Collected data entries
***
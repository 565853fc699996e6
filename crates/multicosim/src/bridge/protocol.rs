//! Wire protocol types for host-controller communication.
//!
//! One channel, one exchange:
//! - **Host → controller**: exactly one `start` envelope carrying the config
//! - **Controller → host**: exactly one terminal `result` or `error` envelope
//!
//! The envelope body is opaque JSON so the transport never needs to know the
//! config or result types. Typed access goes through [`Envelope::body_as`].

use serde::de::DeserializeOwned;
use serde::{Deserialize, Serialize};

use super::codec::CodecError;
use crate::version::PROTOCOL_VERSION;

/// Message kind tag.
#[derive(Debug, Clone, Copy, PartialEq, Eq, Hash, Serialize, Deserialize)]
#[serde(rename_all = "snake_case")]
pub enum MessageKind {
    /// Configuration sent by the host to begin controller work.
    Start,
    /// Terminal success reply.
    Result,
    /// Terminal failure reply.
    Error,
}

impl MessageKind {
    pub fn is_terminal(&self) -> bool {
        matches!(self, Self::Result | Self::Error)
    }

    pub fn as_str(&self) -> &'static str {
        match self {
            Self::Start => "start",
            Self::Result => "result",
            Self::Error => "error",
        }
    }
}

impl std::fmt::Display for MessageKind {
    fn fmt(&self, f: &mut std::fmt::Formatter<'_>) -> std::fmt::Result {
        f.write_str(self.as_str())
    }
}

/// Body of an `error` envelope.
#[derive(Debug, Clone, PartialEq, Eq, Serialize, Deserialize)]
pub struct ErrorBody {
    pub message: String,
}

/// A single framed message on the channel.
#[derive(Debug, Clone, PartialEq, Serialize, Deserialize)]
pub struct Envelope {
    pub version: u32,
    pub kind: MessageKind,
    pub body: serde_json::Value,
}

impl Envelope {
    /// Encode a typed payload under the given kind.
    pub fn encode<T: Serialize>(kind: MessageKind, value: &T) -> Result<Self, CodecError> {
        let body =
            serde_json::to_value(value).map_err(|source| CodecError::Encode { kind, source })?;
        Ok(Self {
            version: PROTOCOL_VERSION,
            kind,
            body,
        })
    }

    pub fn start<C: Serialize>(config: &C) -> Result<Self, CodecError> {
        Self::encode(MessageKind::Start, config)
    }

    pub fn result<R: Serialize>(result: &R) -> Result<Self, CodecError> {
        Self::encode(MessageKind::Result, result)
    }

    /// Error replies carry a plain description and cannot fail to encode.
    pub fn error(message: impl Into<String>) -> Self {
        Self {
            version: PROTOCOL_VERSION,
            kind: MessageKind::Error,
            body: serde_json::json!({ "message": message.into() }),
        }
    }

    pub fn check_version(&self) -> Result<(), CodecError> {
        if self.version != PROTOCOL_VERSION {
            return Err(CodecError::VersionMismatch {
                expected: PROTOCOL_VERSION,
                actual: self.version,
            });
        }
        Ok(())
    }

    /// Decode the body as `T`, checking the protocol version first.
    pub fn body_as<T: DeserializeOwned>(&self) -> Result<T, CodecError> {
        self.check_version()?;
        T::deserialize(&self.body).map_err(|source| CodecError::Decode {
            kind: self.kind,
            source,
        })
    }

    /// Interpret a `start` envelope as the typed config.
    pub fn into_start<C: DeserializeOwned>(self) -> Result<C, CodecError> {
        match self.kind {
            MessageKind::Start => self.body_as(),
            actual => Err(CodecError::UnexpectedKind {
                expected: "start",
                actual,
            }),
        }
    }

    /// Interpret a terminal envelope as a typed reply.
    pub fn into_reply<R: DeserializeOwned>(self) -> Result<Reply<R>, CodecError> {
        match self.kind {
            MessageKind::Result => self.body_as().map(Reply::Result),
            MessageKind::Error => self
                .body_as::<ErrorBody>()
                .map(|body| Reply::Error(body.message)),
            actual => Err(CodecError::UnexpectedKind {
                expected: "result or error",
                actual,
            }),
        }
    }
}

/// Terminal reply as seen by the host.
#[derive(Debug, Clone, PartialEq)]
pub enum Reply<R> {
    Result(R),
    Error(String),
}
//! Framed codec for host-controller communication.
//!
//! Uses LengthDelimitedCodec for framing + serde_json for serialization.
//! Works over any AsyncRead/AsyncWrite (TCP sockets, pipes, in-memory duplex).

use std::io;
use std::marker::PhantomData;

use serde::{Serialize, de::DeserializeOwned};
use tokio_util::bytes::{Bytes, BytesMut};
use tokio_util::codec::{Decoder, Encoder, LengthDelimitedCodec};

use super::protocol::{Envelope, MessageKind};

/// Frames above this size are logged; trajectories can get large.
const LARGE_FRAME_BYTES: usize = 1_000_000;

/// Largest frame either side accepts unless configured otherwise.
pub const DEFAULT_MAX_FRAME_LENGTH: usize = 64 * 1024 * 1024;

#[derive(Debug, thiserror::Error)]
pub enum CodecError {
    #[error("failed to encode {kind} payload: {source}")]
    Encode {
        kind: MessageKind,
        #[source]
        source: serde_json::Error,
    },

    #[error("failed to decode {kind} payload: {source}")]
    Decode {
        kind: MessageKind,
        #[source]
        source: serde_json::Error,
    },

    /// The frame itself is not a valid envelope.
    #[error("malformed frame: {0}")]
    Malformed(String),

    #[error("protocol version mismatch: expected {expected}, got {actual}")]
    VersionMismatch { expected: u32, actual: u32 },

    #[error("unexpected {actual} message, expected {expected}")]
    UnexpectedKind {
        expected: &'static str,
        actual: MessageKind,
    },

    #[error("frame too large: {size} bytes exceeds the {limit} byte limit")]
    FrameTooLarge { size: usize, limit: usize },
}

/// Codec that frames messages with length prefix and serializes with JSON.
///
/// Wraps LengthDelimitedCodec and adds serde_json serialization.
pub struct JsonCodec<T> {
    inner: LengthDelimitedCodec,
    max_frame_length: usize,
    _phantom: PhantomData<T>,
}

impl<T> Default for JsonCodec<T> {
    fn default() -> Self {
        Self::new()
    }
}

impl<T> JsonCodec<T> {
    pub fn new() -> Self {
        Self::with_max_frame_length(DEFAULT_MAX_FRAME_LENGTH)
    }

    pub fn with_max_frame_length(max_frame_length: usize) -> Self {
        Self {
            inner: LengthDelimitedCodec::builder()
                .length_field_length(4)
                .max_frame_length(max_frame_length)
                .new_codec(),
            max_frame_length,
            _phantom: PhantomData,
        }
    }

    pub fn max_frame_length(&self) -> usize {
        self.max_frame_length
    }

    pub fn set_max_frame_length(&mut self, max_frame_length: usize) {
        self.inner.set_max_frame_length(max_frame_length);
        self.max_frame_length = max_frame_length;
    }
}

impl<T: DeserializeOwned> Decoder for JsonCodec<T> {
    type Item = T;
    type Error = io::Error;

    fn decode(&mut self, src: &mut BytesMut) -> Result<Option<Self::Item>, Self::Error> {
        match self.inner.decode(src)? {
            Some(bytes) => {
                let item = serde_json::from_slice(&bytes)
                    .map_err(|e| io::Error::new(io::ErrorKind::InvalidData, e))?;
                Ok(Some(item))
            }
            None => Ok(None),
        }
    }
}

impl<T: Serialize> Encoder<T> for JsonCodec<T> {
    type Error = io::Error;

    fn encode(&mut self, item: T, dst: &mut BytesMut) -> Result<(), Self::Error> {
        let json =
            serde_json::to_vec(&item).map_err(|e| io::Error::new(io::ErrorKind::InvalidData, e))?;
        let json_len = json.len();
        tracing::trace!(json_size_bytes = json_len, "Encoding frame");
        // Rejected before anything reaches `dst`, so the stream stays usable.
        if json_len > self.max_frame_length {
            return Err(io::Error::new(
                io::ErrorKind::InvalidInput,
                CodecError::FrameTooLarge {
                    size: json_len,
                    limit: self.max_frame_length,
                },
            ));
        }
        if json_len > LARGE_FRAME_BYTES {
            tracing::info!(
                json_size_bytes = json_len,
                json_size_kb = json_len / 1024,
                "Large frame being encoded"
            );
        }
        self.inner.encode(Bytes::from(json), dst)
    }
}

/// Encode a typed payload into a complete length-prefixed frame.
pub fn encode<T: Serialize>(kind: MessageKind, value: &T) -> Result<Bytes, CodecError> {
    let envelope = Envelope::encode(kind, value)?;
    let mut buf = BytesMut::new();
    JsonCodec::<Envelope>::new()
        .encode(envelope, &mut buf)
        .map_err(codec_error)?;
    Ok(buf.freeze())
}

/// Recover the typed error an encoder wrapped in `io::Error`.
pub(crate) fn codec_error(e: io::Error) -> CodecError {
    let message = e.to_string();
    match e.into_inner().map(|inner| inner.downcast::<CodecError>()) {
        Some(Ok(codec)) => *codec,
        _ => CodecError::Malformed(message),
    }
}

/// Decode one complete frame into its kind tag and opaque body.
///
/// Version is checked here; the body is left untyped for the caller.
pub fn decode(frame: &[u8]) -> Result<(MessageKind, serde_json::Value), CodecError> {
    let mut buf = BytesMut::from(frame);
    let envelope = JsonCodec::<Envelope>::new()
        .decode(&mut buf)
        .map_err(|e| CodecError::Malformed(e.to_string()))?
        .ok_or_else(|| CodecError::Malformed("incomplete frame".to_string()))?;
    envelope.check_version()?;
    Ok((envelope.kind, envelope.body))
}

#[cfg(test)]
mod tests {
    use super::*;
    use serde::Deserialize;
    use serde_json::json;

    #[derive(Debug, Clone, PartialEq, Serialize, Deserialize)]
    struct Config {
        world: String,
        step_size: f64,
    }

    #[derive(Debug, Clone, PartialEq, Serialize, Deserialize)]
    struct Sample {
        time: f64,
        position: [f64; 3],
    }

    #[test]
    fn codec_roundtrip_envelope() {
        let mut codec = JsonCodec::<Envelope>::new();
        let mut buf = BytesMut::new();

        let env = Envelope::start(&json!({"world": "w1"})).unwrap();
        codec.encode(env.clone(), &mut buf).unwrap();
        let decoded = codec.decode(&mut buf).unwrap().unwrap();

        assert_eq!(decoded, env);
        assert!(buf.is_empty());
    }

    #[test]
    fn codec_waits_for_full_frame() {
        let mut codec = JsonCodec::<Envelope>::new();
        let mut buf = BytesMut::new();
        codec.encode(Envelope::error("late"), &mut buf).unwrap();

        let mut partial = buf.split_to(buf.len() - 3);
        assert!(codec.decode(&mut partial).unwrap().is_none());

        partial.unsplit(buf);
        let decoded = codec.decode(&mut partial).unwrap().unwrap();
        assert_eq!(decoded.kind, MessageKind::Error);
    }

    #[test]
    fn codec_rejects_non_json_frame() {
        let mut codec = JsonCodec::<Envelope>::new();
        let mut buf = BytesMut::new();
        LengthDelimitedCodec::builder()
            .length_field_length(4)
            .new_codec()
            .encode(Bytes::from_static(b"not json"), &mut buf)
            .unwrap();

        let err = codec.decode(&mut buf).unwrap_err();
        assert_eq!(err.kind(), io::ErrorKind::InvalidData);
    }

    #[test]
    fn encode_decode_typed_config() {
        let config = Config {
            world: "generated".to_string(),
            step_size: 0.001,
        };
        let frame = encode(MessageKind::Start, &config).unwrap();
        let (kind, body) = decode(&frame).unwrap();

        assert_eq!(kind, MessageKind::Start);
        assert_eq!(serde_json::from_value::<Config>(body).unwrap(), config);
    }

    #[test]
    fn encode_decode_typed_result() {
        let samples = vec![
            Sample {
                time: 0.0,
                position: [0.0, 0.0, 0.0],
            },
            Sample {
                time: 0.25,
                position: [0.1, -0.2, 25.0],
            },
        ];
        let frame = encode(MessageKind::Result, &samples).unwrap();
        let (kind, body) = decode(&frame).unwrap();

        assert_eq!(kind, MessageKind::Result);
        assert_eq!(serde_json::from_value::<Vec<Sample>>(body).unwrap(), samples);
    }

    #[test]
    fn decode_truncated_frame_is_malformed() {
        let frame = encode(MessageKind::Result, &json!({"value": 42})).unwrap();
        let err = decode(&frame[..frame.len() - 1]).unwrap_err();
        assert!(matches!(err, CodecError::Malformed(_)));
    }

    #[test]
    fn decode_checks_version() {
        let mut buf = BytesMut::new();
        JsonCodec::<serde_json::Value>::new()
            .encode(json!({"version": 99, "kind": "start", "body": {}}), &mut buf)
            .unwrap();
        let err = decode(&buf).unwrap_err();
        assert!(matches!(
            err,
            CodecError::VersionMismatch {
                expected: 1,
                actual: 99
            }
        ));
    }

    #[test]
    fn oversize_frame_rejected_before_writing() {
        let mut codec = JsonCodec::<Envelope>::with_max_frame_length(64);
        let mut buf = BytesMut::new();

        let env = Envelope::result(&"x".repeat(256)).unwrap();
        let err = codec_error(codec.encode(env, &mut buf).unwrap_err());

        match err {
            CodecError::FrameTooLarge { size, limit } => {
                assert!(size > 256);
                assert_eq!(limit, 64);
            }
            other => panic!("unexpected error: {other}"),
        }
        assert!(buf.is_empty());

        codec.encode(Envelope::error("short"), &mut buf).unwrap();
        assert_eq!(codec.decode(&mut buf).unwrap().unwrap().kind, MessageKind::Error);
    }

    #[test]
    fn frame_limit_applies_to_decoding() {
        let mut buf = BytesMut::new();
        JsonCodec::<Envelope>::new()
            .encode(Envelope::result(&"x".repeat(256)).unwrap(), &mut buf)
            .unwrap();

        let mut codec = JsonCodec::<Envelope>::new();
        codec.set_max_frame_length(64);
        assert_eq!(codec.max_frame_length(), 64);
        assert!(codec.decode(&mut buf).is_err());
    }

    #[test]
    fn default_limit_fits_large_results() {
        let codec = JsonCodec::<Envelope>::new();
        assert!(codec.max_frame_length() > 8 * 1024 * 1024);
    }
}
***
◆ **REQUIRED ACTION**: Work out how many lines of the preceding data contain the word "serialization". Reply with that number only.

◆ **ANSWER**: 2